→ **GOAL OF THE EXERCISE**
Reproduce exactly the lines below from the one containing "handle operates on." through the one containing "async fn set_metadata(&self, key: &str, value: &str)", including both, and nothing else.

→ **DATA SUPPLIED**
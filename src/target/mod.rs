//! The target store: a version-controlled SQL engine, either a Dolt SQL
//! server reached over the MySQL protocol or an in-process embedded engine.

pub mod embedded;
pub mod server;
pub mod verify;

pub use embedded::EmbeddedEngine;
pub use server::DoltServer;
pub use verify::{Reachability, classify_databases, verify_target};

use crate::config::{AppConfig, DoltMode, PersistedConfig, ServerConfig};
use crate::error::{MigrateError, MigrateResult};
use crate::paths::DataPaths;
use crate::types::{Comment, ConfigRow, Dependency, Event, Issue, LabelRow, Snapshot, TableCounts};
use async_trait::async_trait;
use serde::Serialize;
use std::fmt;
use std::path::PathBuf;

/// Database name used when no usable prefix exists.
pub const DEFAULT_DATABASE_NAME: &str = "trackdb";

/// Which engine implementation backs a handle.
#[derive(Debug, Clone, Copy, PartialEq, Eq, Serialize)]
#[serde(rename_all = "lowercase")]
pub enum EngineKind {
    Embedded,
    Server,
}

/// A registered native backup destination.
#[derive(Debug, Clone, PartialEq, Eq, Serialize)]
pub struct BackupDestination {
    pub name: String,
    pub url: String,
}

/// Operations the migration and backup subsystem needs from the target.
///
/// Every write that changes table contents ends in a commit, so
/// [`current_commit`](Self::current_commit) changes exactly when data does.
#[async_trait]
pub trait TargetEngine: Send + Sync {
    fn kind(&self) -> EngineKind;

    /// Name of the database this handle operates on.
    fn database(&self) -> &str;

    /// True once [`close`](Self::close) has been called.
    fn is_closed(&self) -> bool;

    /// Write every row of the snapshot and commit. Re-writing the same
    /// snapshot is idempotent. Returns the resulting commit id.
    async fn write_snapshot(&self, snapshot: &Snapshot, message: &str) -> MigrateResult<String>;

    async fn table_counts(&self) -> MigrateResult<TableCounts>;

    /// Id of the latest commit, `None` before the first one.
    async fn current_commit(&self) -> MigrateResult<Option<String>>;

    async fn read_issues(&self) -> MigrateResult<Vec<Issue>>;
    async fn read_labels(&self) -> MigrateResult<Vec<LabelRow>>;
    async fn read_dependencies(&self) -> MigrateResult<Vec<Dependency>>;
    async fn read_comments(&self) -> MigrateResult<Vec<Comment>>;
    async fn read_config(&self) -> MigrateResult<Vec<ConfigRow>>;

    /// Events with id strictly greater than `after_id`, ascending by id.
    async fn read_events_since(&self, after_id: i64) -> MigrateResult<Vec<Event>>;

    async fn get_metadata(&self, key: &str) -> MigrateResult<Option<String>>;
    async fn set_metadata(&self, key: &str, value: &str) -> MigrateResult<()>;

    async fn list_backups(&self) -> MigrateResult<Vec<BackupDestination>>;
    async fn add_backup(&self, name: &str, url: &str) -> MigrateResult<()>;
    async fn remove_backup(&self, name: &str) -> MigrateResult<()>;

    /// Push the current database state to a registered destination.
    async fn sync_backup(&self, name: &str) -> MigrateResult<()>;

    /// Release the handle. Later calls fail with `HANDLE_CLOSED`.
    async fn close(&self) -> MigrateResult<()>;
}

/// Network address and credentials of a SQL server.
#[derive(Debug, Clone, PartialEq, Eq)]
pub struct ServerEndpoint {
    pub host: String,
    pub port: u16,
    pub user: String,
    pub password: Option<String>,
}

impl ServerEndpoint {
    pub fn from_config(config: &ServerConfig) -> Self {
        Self {
            host: config.host.clone(),
            port: config.port,
            user: config.user.clone(),
            password: config.password.clone(),
        }
    }
}

impl fmt::Display for ServerEndpoint {
    fn fmt(&self, f: &mut fmt::Formatter<'_>) -> fmt::Result {
        write!(f, "{}:{}", self.host, self.port)
    }
}

/// Where the target lives.
#[derive(Debug, Clone, PartialEq, Eq)]
pub enum TargetLocation {
    /// In-process engine backed by a file under the data directory.
    Embedded { path: PathBuf },
    Server(ServerEndpoint),
}

impl TargetLocation {
    /// Location for a fresh migration. Port 0 selects the embedded engine.
    pub fn for_migration(paths: &DataPaths, config: &AppConfig, database: &str) -> Self {
        if config.server.port == 0 {
            TargetLocation::Embedded {
                path: paths.embedded_db(database),
            }
        } else {
            TargetLocation::Server(ServerEndpoint::from_config(&config.server))
        }
    }

    /// Location recorded by a completed migration.
    ///
    /// Host, port and user come from `metadata.json` when present; the
    /// password only ever comes from application config.
    pub fn from_persisted(paths: &DataPaths, persisted: &PersistedConfig, config: &AppConfig) -> Self {
        let database = persisted
            .dolt_database
            .clone()
            .unwrap_or_else(|| DEFAULT_DATABASE_NAME.to_string());
        match persisted.dolt_mode {
            Some(DoltMode::Embedded) => TargetLocation::Embedded {
                path: paths.embedded_db(&database),
            },
            _ => TargetLocation::Server(ServerEndpoint {
                host: persisted
                    .server_host
                    .clone()
                    .unwrap_or_else(|| config.server.host.clone()),
                port: persisted.server_port.unwrap_or(config.server.port),
                user: persisted
                    .server_user
                    .clone()
                    .unwrap_or_else(|| config.server.user.clone()),
                password: config.server.password.clone(),
            }),
        }
    }

    pub fn dolt_mode(&self) -> DoltMode {
        match self {
            TargetLocation::Embedded { .. } => DoltMode::Embedded,
            TargetLocation::Server(_) => DoltMode::Server,
        }
    }

    /// Port probed by the reachability check. 0 for the embedded engine.
    pub fn probe_port(&self) -> u16 {
        match self {
            TargetLocation::Embedded { .. } => 0,
            TargetLocation::Server(endpoint) => endpoint.port,
        }
    }
}

impl fmt::Display for TargetLocation {
    fn fmt(&self, f: &mut fmt::Formatter<'_>) -> fmt::Result {
        match self {
            TargetLocation::Embedded { path } => write!(f, "embedded:{}", path.display()),
            TargetLocation::Server(endpoint) => write!(f, "server:{}", endpoint),
        }
    }
}

/// Opens engine handles. Entry points take this as an explicit value.
#[async_trait]
pub trait EngineOpener: Send + Sync {
    /// Open `database` at `location`, creating it if needed.
    async fn open(
        &self,
        location: &TargetLocation,
        database: &str,
    ) -> MigrateResult<Box<dyn TargetEngine>>;
}

/// Opener for the two real engine implementations.
#[derive(Debug, Default, Clone, Copy)]
pub struct StandardOpener;

#[async_trait]
impl EngineOpener for StandardOpener {
    async fn open(
        &self,
        location: &TargetLocation,
        database: &str,
    ) -> MigrateResult<Box<dyn TargetEngine>> {
        match location {
            TargetLocation::Embedded { path } => {
                Ok(Box::new(EmbeddedEngine::open(path, database)?))
            }
            TargetLocation::Server(endpoint) => {
                Ok(Box::new(DoltServer::connect(endpoint, database).await?))
            }
        }
    }
}

/// Target database name for an issue ID prefix.
///
/// Lowercased, with anything outside `[a-z0-9_]` replaced by `_`.
pub fn database_name_for_prefix(prefix: &str) -> String {
    let name: String = prefix
        .trim()
        .chars()
        .map(|c| {
            let c = c.to_ascii_lowercase();
            if c.is_ascii_lowercase() || c.is_ascii_digit() || c == '_' {
                c
            } else {
                '_'
            }
        })
        .collect();
    if name.chars().all(|c| c == '_') {
        DEFAULT_DATABASE_NAME.to_string()
    } else {
        name
    }
}

/// Reject use of a handle after `close`.
pub(crate) fn ensure_open(closed: bool) -> MigrateResult<()> {
    if closed {
        Err(MigrateError::handle_closed())
    } else {
        Ok(())
    }
}
//! Layering of configuration tiers.
//!
//! Each tier is parsed into a JSON value and merged over the tiers below it.
//! Mappings merge key by key; any other value, sequences included, replaces
//! the lower tier's value. A `null` leaves the lower value in place, so an
//! empty `port:` line in YAML does not reset the port.

use serde_json::Value;

/// Merge `overlay` into `base` in place.
pub fn merge_into(base: &mut Value, overlay: Value) {
    match (base, overlay) {
        (_, Value::Null) => {}
        (Value::Object(base_map), Value::Object(overlay_map)) => {
            for (key, value) in overlay_map {
                match base_map.get_mut(&key) {
                    Some(existing) => merge_into(existing, value),
                    None => {
                        if !value.is_null() {
                            base_map.insert(key, value);
                        }
                    }
                }
            }
        }
        (slot, value) => *slot = value,
    }
}

/// Merge `overlay` over `base`, returning the result.
///
/// ```
/// use serde_json::json;
/// use trackdb::config::deep_merge;
///
/// let defaults = json!({"server": {"host": "127.0.0.1", "port": 3307}});
/// let project = json!({"server": {"port": 0}});
/// let merged = deep_merge(defaults, project);
/// assert_eq!(merged["server"]["port"], 0);
/// assert_eq!(merged["server"]["host"], "127.0.0.1");
/// ```
pub fn deep_merge(mut base: Value, overlay: Value) -> Value {
    merge_into(&mut base, overlay);
    base
}

/// Merge tiers lowest first; later tiers win.
pub fn deep_merge_all(tiers: impl IntoIterator<Item = Value>) -> Value {
    let mut merged = Value::Null;
    for tier in tiers {
        if merged.is_null() {
            merged = tier;
        } else {
            merge_into(&mut merged, tier);
        }
    }
    merged
}
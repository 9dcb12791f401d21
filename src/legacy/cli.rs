//! Extraction through the `sqlite3` command-line client.
//!
//! Runs one `sqlite3 -readonly -json` invocation per table and parses the
//! JSON array it prints. The client prints nothing at all for a query with no
//! rows, so empty output is an empty table.

use super::{
    Cell, CellRow, LegacyExtractor, LegacyFileState, build_snapshot, select_all,
    validate_legacy_file,
};
use crate::error::{MigrateError, MigrateResult};
use crate::types::Snapshot;
use serde_json::{Map, Value};
use std::collections::{HashMap, HashSet};
use std::path::{Path, PathBuf};
use std::process::Command;
use tracing::debug;

/// Reads the legacy store by shelling out to `sqlite3`.
#[derive(Debug, Clone)]
pub struct CliExtractor {
    binary: PathBuf,
}

impl CliExtractor {
    pub fn new(binary: impl Into<PathBuf>) -> Self {
        Self {
            binary: binary.into(),
        }
    }

    /// Whether the configured client can be executed.
    pub fn is_available(&self) -> bool {
        Command::new(&self.binary)
            .arg("-version")
            .output()
            .map(|out| out.status.success())
            .unwrap_or(false)
    }

    fn query(&self, path: &Path, sql: &str) -> MigrateResult<Vec<Map<String, Value>>> {
        let tool = self.binary.display().to_string();
        let output = Command::new(&self.binary)
            .arg("-readonly")
            .arg("-json")
            .arg(path)
            .arg(sql)
            .output()
            .map_err(|e| MigrateError::external_tool(&tool, e))?;

        if !output.status.success() {
            let stderr = String::from_utf8_lossy(&output.stderr);
            return Err(MigrateError::corrupted(path, stderr.trim()));
        }

        let stdout = String::from_utf8_lossy(&output.stdout);
        if stdout.trim().is_empty() {
            return Ok(Vec::new());
        }
        serde_json::from_str(&stdout).map_err(|e| {
            MigrateError::external_tool(&tool, format!("unparseable JSON output: {}", e))
        })
    }
}

impl Default for CliExtractor {
    fn default() -> Self {
        Self::new("sqlite3")
    }
}

impl LegacyExtractor for CliExtractor {
    fn name(&self) -> &'static str {
        "cli"
    }

    fn extract(&self, path: &Path) -> MigrateResult<Snapshot> {
        if validate_legacy_file(path)? == LegacyFileState::Empty {
            return Ok(Snapshot::default());
        }

        let tables: HashSet<String> = self
            .query(path, "SELECT name FROM sqlite_master WHERE type = 'table'")?
            .into_iter()
            .filter_map(|mut row| match row.remove("name") {
                Some(Value::String(name)) => Some(name),
                _ => None,
            })
            .collect();

        let snapshot = build_snapshot(|table| {
            if !tables.contains(table) {
                return Ok(None);
            }
            let rows = self.query(path, &select_all(table))?;
            Ok(Some(rows.into_iter().map(json_row).collect()))
        })?;

        debug!(path = %path.display(), issues = snapshot.issues.len(), "cli extraction complete");
        Ok(snapshot)
    }
}

fn json_row(object: Map<String, Value>) -> CellRow {
    let cells: HashMap<String, Cell> = object
        .into_iter()
        .map(|(column, value)| (column, json_cell(value)))
        .collect();
    CellRow(cells)
}

fn json_cell(value: Value) -> Cell {
    match value {
        Value::Null => Cell::Null,
        Value::Bool(b) => Cell::Integer(i64::from(b)),
        Value::Number(n) => match n.as_i64() {
            Some(i) => Cell::Integer(i),
            None => Cell::Real(n.as_f64().unwrap_or_default()),
        },
        Value::String(s) => Cell::Text(s),
        other => Cell::Text(other.to_string()),
    }
}

#[cfg(test)]
mod tests {
    use super::*;
    use serde_json::json;

    #[test]
    fn test_json_cell_types() {
        assert_eq!(json_cell(json!(null)), Cell::Null);
        assert_eq!(json_cell(json!(42)), Cell::Integer(42));
        assert_eq!(json_cell(json!(1.5)), Cell::Real(1.5));
        assert_eq!(json_cell(json!("x")), Cell::Text("x".to_string()));
    }

    #[test]
    fn test_missing_binary_is_unavailable() {
        let extractor = CliExtractor::new("/nonexistent/sqlite3-binary");
        assert!(!extractor.is_available());
    }
}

→ **SOLUTION TO THE EXERCISE**
    /// Name of the database this handle operates on.
    fn database(&self) -> &str;

    /// True once [`close`](Self::close) has been called.
    fn is_closed(&self) -> bool;

    /// Write every row of the snapshot and commit. Re-writing the same
    /// snapshot is idempotent. Returns the resulting commit id.
    async fn write_snapshot(&self, snapshot: &Snapshot, message: &str) -> MigrateResult<String>;

    async fn table_counts(&self) -> MigrateResult<TableCounts>;

    /// Id of the latest commit, `None` before the first one.
    async fn current_commit(&self) -> MigrateResult<Option<String>>;

    async fn read_issues(&self) -> MigrateResult<Vec<Issue>>;
    async fn read_labels(&self) -> MigrateResult<Vec<LabelRow>>;
    async fn read_dependencies(&self) -> MigrateResult<Vec<Dependency>>;
    async fn read_comments(&self) -> MigrateResult<Vec<Comment>>;
    async fn read_config(&self) -> MigrateResult<Vec<ConfigRow>>;

    /// Events with id strictly greater than `after_id`, ascending by id.
    async fn read_events_since(&self, after_id: i64) -> MigrateResult<Vec<Event>>;

    async fn get_metadata(&self, key: &str) -> MigrateResult<Option<String>>;
    async fn set_metadata(&self, key: &str, value: &str) -> MigrateResult<()>;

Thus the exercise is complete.